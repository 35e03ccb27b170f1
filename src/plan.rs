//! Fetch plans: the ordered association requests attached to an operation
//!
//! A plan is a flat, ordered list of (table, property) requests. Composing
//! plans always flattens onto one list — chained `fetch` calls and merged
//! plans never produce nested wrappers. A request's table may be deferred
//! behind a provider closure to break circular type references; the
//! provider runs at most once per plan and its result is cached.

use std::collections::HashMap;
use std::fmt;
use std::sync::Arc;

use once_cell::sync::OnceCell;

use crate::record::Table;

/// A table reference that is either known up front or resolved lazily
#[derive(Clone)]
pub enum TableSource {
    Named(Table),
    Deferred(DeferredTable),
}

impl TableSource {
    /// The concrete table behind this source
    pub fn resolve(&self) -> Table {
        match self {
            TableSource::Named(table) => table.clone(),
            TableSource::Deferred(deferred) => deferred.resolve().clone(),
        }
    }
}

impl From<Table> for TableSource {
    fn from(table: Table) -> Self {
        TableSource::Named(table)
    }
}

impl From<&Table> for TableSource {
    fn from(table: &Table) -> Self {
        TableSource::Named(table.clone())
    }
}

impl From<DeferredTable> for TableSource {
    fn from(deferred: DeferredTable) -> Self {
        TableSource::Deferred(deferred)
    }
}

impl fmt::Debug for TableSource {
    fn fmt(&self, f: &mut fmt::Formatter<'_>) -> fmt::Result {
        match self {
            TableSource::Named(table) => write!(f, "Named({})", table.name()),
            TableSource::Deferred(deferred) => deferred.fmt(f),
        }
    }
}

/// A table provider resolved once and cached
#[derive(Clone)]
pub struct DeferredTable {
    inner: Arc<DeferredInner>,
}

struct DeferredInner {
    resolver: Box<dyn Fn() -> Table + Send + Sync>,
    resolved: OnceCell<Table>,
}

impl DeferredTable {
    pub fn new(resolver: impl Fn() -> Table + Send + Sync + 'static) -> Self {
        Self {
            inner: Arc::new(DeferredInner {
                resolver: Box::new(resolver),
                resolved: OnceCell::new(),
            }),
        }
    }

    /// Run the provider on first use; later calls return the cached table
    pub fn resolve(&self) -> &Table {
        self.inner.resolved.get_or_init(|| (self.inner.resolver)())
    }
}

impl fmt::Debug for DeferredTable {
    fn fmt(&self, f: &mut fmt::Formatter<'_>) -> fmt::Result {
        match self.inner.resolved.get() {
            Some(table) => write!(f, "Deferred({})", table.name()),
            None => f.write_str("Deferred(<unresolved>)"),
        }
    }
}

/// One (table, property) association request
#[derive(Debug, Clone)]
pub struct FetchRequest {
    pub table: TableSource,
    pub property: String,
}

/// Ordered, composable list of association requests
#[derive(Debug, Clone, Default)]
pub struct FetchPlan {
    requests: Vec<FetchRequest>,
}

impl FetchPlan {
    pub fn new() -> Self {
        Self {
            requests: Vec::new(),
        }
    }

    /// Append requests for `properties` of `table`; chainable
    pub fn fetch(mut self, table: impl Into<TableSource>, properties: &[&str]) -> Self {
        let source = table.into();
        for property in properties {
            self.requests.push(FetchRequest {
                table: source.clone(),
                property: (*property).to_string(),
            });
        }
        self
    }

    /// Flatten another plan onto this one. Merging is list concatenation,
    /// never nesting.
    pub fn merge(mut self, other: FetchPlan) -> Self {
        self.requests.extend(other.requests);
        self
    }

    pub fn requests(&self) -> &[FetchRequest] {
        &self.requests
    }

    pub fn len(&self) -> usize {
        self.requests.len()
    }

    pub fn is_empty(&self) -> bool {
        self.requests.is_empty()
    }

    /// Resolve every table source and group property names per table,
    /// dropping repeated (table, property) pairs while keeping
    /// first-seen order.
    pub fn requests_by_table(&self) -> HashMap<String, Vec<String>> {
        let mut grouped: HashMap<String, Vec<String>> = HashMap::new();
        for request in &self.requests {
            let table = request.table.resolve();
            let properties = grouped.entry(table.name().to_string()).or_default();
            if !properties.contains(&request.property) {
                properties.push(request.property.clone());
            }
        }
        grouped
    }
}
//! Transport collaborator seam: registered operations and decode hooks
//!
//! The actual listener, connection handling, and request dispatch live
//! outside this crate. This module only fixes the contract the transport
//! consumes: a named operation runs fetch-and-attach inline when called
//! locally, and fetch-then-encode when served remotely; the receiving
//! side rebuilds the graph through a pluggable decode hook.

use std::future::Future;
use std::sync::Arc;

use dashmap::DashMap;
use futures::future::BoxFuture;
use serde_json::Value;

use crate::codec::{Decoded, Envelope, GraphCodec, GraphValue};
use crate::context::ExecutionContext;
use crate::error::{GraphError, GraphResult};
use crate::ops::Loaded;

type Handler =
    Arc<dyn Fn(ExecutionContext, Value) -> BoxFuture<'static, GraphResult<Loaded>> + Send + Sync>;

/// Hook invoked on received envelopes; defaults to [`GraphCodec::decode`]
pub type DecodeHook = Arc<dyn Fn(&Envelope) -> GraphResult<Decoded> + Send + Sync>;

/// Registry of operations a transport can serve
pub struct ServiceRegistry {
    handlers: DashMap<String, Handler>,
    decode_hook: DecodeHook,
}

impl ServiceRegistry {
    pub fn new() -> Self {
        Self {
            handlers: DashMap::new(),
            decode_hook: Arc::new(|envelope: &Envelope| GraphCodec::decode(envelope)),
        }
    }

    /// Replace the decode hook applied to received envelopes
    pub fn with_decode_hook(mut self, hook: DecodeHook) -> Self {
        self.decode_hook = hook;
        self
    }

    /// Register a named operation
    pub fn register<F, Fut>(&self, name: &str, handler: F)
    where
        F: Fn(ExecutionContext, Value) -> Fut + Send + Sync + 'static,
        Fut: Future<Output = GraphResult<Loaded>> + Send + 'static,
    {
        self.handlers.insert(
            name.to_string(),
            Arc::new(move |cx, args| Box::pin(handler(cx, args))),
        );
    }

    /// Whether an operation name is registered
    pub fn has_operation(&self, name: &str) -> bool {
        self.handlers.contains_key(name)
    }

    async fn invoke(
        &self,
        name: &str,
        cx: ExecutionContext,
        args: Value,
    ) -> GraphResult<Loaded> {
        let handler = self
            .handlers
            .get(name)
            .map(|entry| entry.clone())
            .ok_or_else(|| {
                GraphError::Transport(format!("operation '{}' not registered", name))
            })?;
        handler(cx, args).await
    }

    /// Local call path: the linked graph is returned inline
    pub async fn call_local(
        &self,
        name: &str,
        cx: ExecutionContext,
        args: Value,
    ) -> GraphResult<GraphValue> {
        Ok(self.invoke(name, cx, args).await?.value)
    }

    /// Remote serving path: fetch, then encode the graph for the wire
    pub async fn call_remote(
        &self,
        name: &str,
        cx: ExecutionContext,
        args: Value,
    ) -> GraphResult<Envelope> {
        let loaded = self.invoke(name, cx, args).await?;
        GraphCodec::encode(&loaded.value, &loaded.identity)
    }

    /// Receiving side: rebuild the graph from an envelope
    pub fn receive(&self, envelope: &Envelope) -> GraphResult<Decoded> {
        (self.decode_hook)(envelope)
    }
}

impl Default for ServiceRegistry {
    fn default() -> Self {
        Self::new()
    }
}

---------------

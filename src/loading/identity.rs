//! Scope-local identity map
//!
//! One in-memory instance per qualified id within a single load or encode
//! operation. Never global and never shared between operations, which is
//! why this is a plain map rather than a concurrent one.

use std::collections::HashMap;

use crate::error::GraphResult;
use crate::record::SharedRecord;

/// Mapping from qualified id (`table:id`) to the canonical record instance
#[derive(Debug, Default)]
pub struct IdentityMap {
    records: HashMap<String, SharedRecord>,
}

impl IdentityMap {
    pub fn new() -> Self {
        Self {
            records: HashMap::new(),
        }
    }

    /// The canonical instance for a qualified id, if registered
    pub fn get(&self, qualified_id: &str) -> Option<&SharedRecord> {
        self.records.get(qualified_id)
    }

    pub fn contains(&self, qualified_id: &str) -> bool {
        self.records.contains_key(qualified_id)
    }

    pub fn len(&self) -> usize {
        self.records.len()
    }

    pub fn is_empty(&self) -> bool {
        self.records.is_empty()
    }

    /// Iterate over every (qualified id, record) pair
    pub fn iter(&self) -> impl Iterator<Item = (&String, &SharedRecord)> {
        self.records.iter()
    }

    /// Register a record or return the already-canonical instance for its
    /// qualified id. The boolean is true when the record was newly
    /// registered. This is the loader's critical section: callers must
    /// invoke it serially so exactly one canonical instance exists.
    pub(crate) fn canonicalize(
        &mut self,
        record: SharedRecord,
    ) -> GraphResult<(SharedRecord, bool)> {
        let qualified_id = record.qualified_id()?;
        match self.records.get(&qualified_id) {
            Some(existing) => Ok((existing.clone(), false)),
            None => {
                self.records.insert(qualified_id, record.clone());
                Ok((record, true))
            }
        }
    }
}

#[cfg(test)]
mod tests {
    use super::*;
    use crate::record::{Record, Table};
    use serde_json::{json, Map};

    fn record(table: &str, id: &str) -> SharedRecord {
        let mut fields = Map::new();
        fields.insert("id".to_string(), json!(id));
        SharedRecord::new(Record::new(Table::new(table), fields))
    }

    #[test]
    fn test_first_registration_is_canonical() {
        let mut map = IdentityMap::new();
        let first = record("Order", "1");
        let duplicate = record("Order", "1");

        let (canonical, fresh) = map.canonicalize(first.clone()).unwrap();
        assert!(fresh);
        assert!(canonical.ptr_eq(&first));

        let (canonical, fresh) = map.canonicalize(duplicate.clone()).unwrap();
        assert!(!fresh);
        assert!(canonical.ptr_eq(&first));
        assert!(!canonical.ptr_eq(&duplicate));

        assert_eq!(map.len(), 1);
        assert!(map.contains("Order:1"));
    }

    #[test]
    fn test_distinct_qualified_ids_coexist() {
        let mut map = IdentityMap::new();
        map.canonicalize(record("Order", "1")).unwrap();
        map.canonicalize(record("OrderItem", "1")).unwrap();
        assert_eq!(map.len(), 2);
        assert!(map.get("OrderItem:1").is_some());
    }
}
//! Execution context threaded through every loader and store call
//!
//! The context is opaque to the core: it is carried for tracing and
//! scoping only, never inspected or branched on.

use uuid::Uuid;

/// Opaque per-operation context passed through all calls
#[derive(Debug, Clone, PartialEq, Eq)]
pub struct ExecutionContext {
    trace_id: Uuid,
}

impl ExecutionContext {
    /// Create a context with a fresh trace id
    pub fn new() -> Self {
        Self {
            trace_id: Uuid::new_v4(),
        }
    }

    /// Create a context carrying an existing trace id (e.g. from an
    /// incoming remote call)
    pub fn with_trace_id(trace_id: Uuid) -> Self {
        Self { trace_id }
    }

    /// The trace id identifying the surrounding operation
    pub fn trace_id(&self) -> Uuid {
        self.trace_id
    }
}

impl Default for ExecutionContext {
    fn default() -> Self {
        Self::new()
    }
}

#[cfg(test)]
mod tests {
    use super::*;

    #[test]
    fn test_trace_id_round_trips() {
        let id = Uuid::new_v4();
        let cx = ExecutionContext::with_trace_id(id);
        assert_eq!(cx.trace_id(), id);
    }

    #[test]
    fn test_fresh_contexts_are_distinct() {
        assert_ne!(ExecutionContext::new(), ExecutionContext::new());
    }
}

---------------

# WHAT YOU WILL DO:
Both end lines included, restate word for word the lines above from the line with "repository 35e03ccb27b170f1" to the line with "may be deferred", and nothing else.

# RESULT FOR THIS EXERCISE:
repository 35e03ccb27b170f1
filename src/plan.rs
//! Fetch plans: the ordered association requests attached to an operation
//!
//! A plan is a flat, ordered list of (table, property) requests. Composing
//! plans always flattens onto one list — chained `fetch` calls and merged
//! plans never produce nested wrappers. A request's table may be deferred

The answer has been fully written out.